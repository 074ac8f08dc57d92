//! Collider types

use crate::layers::CollisionGroups;
use crate::material::PhysicsMaterial;
use glam::Vec3;
use rapier3d::prelude as rapier;
use serde::{Deserialize, Serialize};

/// Handle to a collider in the physics world
#[derive(Debug, Clone, Copy, PartialEq, Eq, Hash)]
pub struct ColliderHandle(pub(crate) rapier::ColliderHandle);

impl ColliderHandle {
    /// Get the raw Rapier handle
    pub fn raw(&self) -> rapier::ColliderHandle {
        self.0
    }
}

/// Shapes the brawl room is built from: boxes for bodies, walls and
/// chairs, Y-up cylinders for feet, bottles and glasses
#[derive(Debug, Clone, Copy, PartialEq, Serialize, Deserialize)]
pub enum ColliderShape {
    Sphere { radius: f32 },
    Box { half_extents: [f32; 3] },
    CylinderY { half_height: f32, radius: f32 },
}

impl Default for ColliderShape {
    fn default() -> Self {
        Self::Box {
            half_extents: [0.5, 0.5, 0.5],
        }
    }
}

impl ColliderShape {
    pub fn sphere(radius: f32) -> Self {
        Self::Sphere { radius }
    }

    /// Box from half extents
    pub fn cuboid(hx: f32, hy: f32, hz: f32) -> Self {
        Self::Box {
            half_extents: [hx, hy, hz],
        }
    }

    /// Upright cylinder
    pub fn cylinder(half_height: f32, radius: f32) -> Self {
        Self::CylinderY {
            half_height,
            radius,
        }
    }

    pub(crate) fn to_rapier(self) -> rapier::SharedShape {
        match self {
            Self::Sphere { radius } => rapier::SharedShape::ball(radius),
            Self::Box { half_extents: [hx, hy, hz] } => rapier::SharedShape::cuboid(hx, hy, hz),
            Self::CylinderY {
                half_height,
                radius,
            } => rapier::SharedShape::cylinder(half_height, radius),
        }
    }
}

/// Description for creating a collider
#[derive(Debug, Clone, Serialize, Deserialize)]
pub struct ColliderDesc {
    /// Collision shape
    pub shape: ColliderShape,
    /// Position offset from parent body
    pub offset: Vec3,
    /// Is this a sensor (no physical response)
    pub is_sensor: bool,
    /// Physics material; `None` uses the world's default friction and restitution
    pub material: Option<PhysicsMaterial>,
    /// Collision groups
    pub collision_groups: CollisionGroups,
    /// Report collision start/stop events for this collider
    pub report_collisions: bool,
}

impl Default for ColliderDesc {
    fn default() -> Self {
        Self {
            shape: ColliderShape::default(),
            offset: Vec3::ZERO,
            is_sensor: false,
            material: None,
            collision_groups: CollisionGroups::ALL,
            report_collisions: false,
        }
    }
}

impl ColliderDesc {
    /// Create a new collider description with a shape
    pub fn new(shape: ColliderShape) -> Self {
        Self {
            shape,
            ..Default::default()
        }
    }

    /// Set position offset
    pub fn with_offset(mut self, x: f32, y: f32, z: f32) -> Self {
        self.offset = Vec3::new(x, y, z);
        self
    }

    /// Set as sensor
    pub fn with_sensor(mut self, is_sensor: bool) -> Self {
        self.is_sensor = is_sensor;
        self
    }

    /// Set material
    pub fn with_material(mut self, material: PhysicsMaterial) -> Self {
        self.material = Some(material);
        self
    }

    /// Set collision groups
    pub fn with_collision_groups(mut self, groups: CollisionGroups) -> Self {
        self.collision_groups = groups;
        self
    }

    /// Enable collision events
    pub fn with_collision_events(mut self, enabled: bool) -> Self {
        self.report_collisions = enabled;
        self
    }

    /// Build a Rapier collider builder
    pub(crate) fn to_rapier_builder(
        &self,
        user_data: u128,
        fallback: &PhysicsMaterial,
    ) -> rapier::ColliderBuilder {
        let material = self.material.as_ref().unwrap_or(fallback);
        let events = if self.report_collisions {
            rapier::ActiveEvents::COLLISION_EVENTS
        } else {
            rapier::ActiveEvents::empty()
        };

        rapier::ColliderBuilder::new(self.shape.to_rapier())
            .translation(rapier::Vector::new(self.offset.x, self.offset.y, self.offset.z))
            .sensor(self.is_sensor)
            .friction(material.friction)
            .restitution(material.restitution)
            .density(material.density)
            .friction_combine_rule(material.friction_combine.into())
            .restitution_combine_rule(material.restitution_combine.into())
            .collision_groups(rapier::InteractionGroups::new(
                rapier::Group::from_bits_truncate(self.collision_groups.memberships),
                rapier::Group::from_bits_truncate(self.collision_groups.filter),
            ))
            .active_events(events)
            .user_data(user_data)
    }
}
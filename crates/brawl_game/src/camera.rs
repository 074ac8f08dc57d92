//! Third-person camera follow

use crate::actor::forward;
use glam::Vec3;
use serde::{Deserialize, Serialize};

/// Camera placement tuning
#[derive(Debug, Clone, Copy, PartialEq, Serialize, Deserialize)]
#[serde(default)]
pub struct CameraConfig {
    /// Distance behind the target
    pub distance: f32,
    /// Height above the target
    pub height: f32,
    /// The camera aims this far above the target's center
    pub look_height: f32,
}

impl Default for CameraConfig {
    fn default() -> Self {
        Self {
            distance: 5.0,
            height: 2.5,
            look_height: 1.0,
        }
    }
}

/// Where the camera sits and what it looks at
#[derive(Debug, Clone, Copy, PartialEq)]
pub struct CameraPose {
    pub position: Vec3,
    pub look_at: Vec3,
}

impl Default for CameraPose {
    fn default() -> Self {
        Self {
            position: Vec3::new(0.0, 2.5, 5.0),
            look_at: Vec3::ZERO,
        }
    }
}

/// Follows a target from behind along its yaw
#[derive(Debug, Clone, Default)]
pub struct CameraRig {
    pub config: CameraConfig,
}

impl CameraRig {
    pub fn new(config: CameraConfig) -> Self {
        Self { config }
    }

    pub fn pose(&self, target: Vec3, yaw: f32) -> CameraPose {
        let back = -forward(yaw);
        CameraPose {
            position: target + back * self.config.distance + Vec3::Y * self.config.height,
            look_at: target + Vec3::Y * self.config.look_height,
        }
    }
}
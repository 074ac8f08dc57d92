//! Player locomotion, jumps and attack starts

use super::{absorb, Session, TimerAction};
use crate::actor::{forward, right, yaw_rotation};
use brawl_combat::{AttackIntent, AttackKind};
use brawl_core::{EntityId, EntityRef};
use glam::Vec3;
use std::f32::consts::{PI, TAU};

impl Session {
    /// Turn this tick's input into player actions
    pub(super) fn apply_player_command(&mut self) {
        let command = self.input.take_command(self.config.player.yaw_sensitivity);
        if self.game_over {
            return;
        }
        let Some(id) = self.player else {
            return;
        };
        let Some(actor) = self.actors.get_mut(id) else {
            return;
        };
        if actor.is_defeated() {
            return;
        }

        actor.yaw = wrap_angle(actor.yaw + command.yaw_delta);
        let yaw = actor.yaw;
        let direction = if command.is_moving() {
            forward(yaw) * command.forward + right(yaw) * command.right
        } else {
            Vec3::ZERO
        };
        self.drive(id, direction);

        if command.jump {
            self.jump(id);
        }
        if command.punch {
            self.punch(id);
        }
        if command.kick {
            self.kick(id);
        }
        if command.throw {
            self.throw_held(id);
        }
        if command.pick_up {
            self.pickup(id);
        }
    }

    /// Apply ground velocity toward `direction` (zero to coast to a stop)
    /// and square the body up with the actor's yaw
    fn drive(&mut self, id: EntityId, direction: Vec3) {
        let Some(actor) = self.actors.get_mut(id) else {
            return;
        };
        let body = actor.body;
        let Ok(velocity) = self.physics.linear_velocity(body) else {
            return;
        };

        let ground = self.config.player.ground_velocity(velocity, direction);
        absorb(
            self.physics
                .set_linear_velocity(body, Vec3::new(ground.x, velocity.y, ground.z)),
            "drive",
        );
        absorb(
            self.physics.set_body_rotation(body, yaw_rotation(actor.yaw)),
            "drive",
        );
        actor.set_locomotion(ground != Vec3::ZERO);
    }

    /// Jump if grounded. Returns false (and does nothing) when airborne,
    /// attacking or defeated.
    pub fn jump(&mut self, id: EntityId) -> bool {
        let Some(actor) = self.actors.get_mut(id) else {
            return false;
        };
        let body = actor.body;
        let Ok(velocity) = self.physics.linear_velocity(body) else {
            return false;
        };
        if !actor.begin_jump() {
            return false;
        }

        let jump = Vec3::new(velocity.x, self.config.player.jump_speed, velocity.z);
        absorb(self.physics.set_linear_velocity(body, jump), "jump");
        let due = self.time + self.config.player.jump_duration as f64;
        self.timers
            .schedule(due, EntityRef::actor(id), TimerAction::EndJump);
        log::debug!("{} jumps", actor.name);
        true
    }

    /// Start a punch. No-op while already attacking.
    pub fn punch(&mut self, id: EntityId) -> bool {
        self.start_attack(id, AttackKind::Punch)
    }

    /// Start a kick. No-op while already attacking.
    pub fn kick(&mut self, id: EntityId) -> bool {
        self.start_attack(id, AttackKind::Kick)
    }

    /// Lock the actor into the attack for its duration and queue the swing
    /// for this tick's melee resolution
    pub(super) fn start_attack(&mut self, id: EntityId, kind: AttackKind) -> bool {
        let profile = match kind {
            AttackKind::Punch => self.config.combat.punch,
            AttackKind::Kick => self.config.combat.kick,
            AttackKind::ThrownHit => return false,
        };
        let Some(actor) = self.actors.get_mut(id) else {
            return false;
        };
        let Ok(origin) = self.physics.body_position(actor.body) else {
            return false;
        };
        if !actor.begin_attack(kind) {
            return false;
        }

        self.intents.push(AttackIntent::melee(
            id,
            kind,
            origin,
            actor.forward(),
            &profile,
            self.time,
        ));
        let due = self.time + profile.duration as f64;
        self.timers
            .schedule(due, EntityRef::actor(id), TimerAction::EndAttack);
        log::debug!("{} starts a {:?}", actor.name, kind);
        true
    }
}

/// Keep a yaw in `[-PI, PI)`
fn wrap_angle(angle: f32) -> f32 {
    (angle + PI).rem_euclid(TAU) - PI
}

#[cfg(test)]
mod tests {
    use super::*;
    use crate::actor::ActionState;
    use crate::config::GameConfig;
    use crate::headless::HeadlessScene;
    use approx::assert_relative_eq;

    const DT: f32 = 1.0 / 60.0;

    fn settled() -> Session {
        let mut config = GameConfig::default().without_objects();
        config.npc.population_cap = 0;
        let mut s = Session::new(config, Box::new(HeadlessScene::new())).unwrap();
        for _ in 0..30 {
            s.tick(DT).unwrap();
        }
        s
    }

    #[test]
    fn test_wrap_angle() {
        assert_relative_eq!(wrap_angle(0.5), 0.5);
        assert_relative_eq!(wrap_angle(PI + 0.5), -PI + 0.5, epsilon = 1.0e-5);
        assert_relative_eq!(wrap_angle(-PI - 0.5), PI - 0.5, epsilon = 1.0e-5);
    }

    #[test]
    fn test_walk_then_coast_to_idle() {
        let mut s = settled();
        let player = s.player_id().unwrap();
        let start = s.actor_position(player).unwrap();

        s.input_mut().key_down("KeyW");
        for _ in 0..30 {
            s.tick(DT).unwrap();
        }
        assert_eq!(s.actor(player).unwrap().state(), ActionState::Walking);
        let moved = s.actor_position(player).unwrap();
        assert!(moved.z < start.z - 1.0, "moved to {:?}", moved);

        s.input_mut().key_up("KeyW");
        for _ in 0..60 {
            s.tick(DT).unwrap();
        }
        assert_eq!(s.actor(player).unwrap().state(), ActionState::Idle);
        let v = s.physics().linear_velocity(s.actor(player).unwrap().body).unwrap();
        assert_relative_eq!(v.x, 0.0, epsilon = 1.0e-3);
        assert_relative_eq!(v.z, 0.0, epsilon = 1.0e-3);
    }

    #[test]
    fn test_pointer_turns_movement() {
        let mut s = settled();
        let player = s.player_id().unwrap();
        let start = s.actor_position(player).unwrap();

        // Quarter turn to the right, then walk: now heading +X
        let pixels = (PI / 2.0) / s.config().player.yaw_sensitivity;
        s.input_mut().pointer_moved(pixels, 0.0);
        s.input_mut().key_down("KeyW");
        for _ in 0..30 {
            s.tick(DT).unwrap();
        }
        let moved = s.actor_position(player).unwrap();
        assert!(moved.x > start.x + 1.0, "moved to {:?}", moved);
        assert!((moved.z - start.z).abs() < 0.2);
    }

    #[test]
    fn test_jump_only_from_ground() {
        let mut s = settled();
        let player = s.player_id().unwrap();
        assert!(s.actor(player).unwrap().grounded);

        assert!(s.jump(player));
        assert_eq!(s.actor(player).unwrap().state(), ActionState::Jumping);
        assert!(!s.jump(player));

        s.tick(DT).unwrap();
        s.tick(DT).unwrap();
        let y = s.actor_position(player).unwrap().y;
        assert!(y > 1.0, "player at y {}", y);

        // Lands and the jump animation ends
        for _ in 0..90 {
            s.tick(DT).unwrap();
        }
        assert_eq!(s.actor(player).unwrap().state(), ActionState::Idle);
        assert!(s.actor(player).unwrap().grounded);
        assert!(s.jump(player));
    }

    #[test]
    fn test_attack_locks_for_duration() {
        let mut s = settled();
        let player = s.player_id().unwrap();

        assert!(s.punch(player));
        assert!(!s.punch(player));
        assert!(!s.kick(player));
        assert_eq!(s.actor(player).unwrap().state(), ActionState::Punching);

        // 0.3s punch
        for _ in 0..17 {
            s.tick(DT).unwrap();
        }
        assert_eq!(s.actor(player).unwrap().state(), ActionState::Punching);
        for _ in 0..3 {
            s.tick(DT).unwrap();
        }
        assert_eq!(s.actor(player).unwrap().state(), ActionState::Idle);
        assert!(s.kick(player));
    }
}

▬▬▬

— What you will do —
Could you return exactly the stretch of the data above that starts at the line with "pub(super) fn apply_player_command(&mut" and ends at the line with "the actor's yaw", both lines included?

— Result of the task —
    pub(super) fn apply_player_command(&mut self) {
        let command = self.input.take_command(self.config.player.yaw_sensitivity);
        if self.game_over {
            return;
        }
        let Some(id) = self.player else {
            return;
        };
        let Some(actor) = self.actors.get_mut(id) else {
            return;
        };
        if actor.is_defeated() {
            return;
        }

        actor.yaw = wrap_angle(actor.yaw + command.yaw_delta);
        let yaw = actor.yaw;
        let direction = if command.is_moving() {
            forward(yaw) * command.forward + right(yaw) * command.right
        } else {
            Vec3::ZERO
        };
        self.drive(id, direction);

        if command.jump {
            self.jump(id);
        }
        if command.punch {
            self.punch(id);
        }
        if command.kick {
            self.kick(id);
        }
        if command.throw {
            self.throw_held(id);
        }
        if command.pick_up {
            self.pickup(id);
        }
    }

    /// Apply ground velocity toward `direction` (zero to coast to a stop)
    /// and square the body up with the actor's yaw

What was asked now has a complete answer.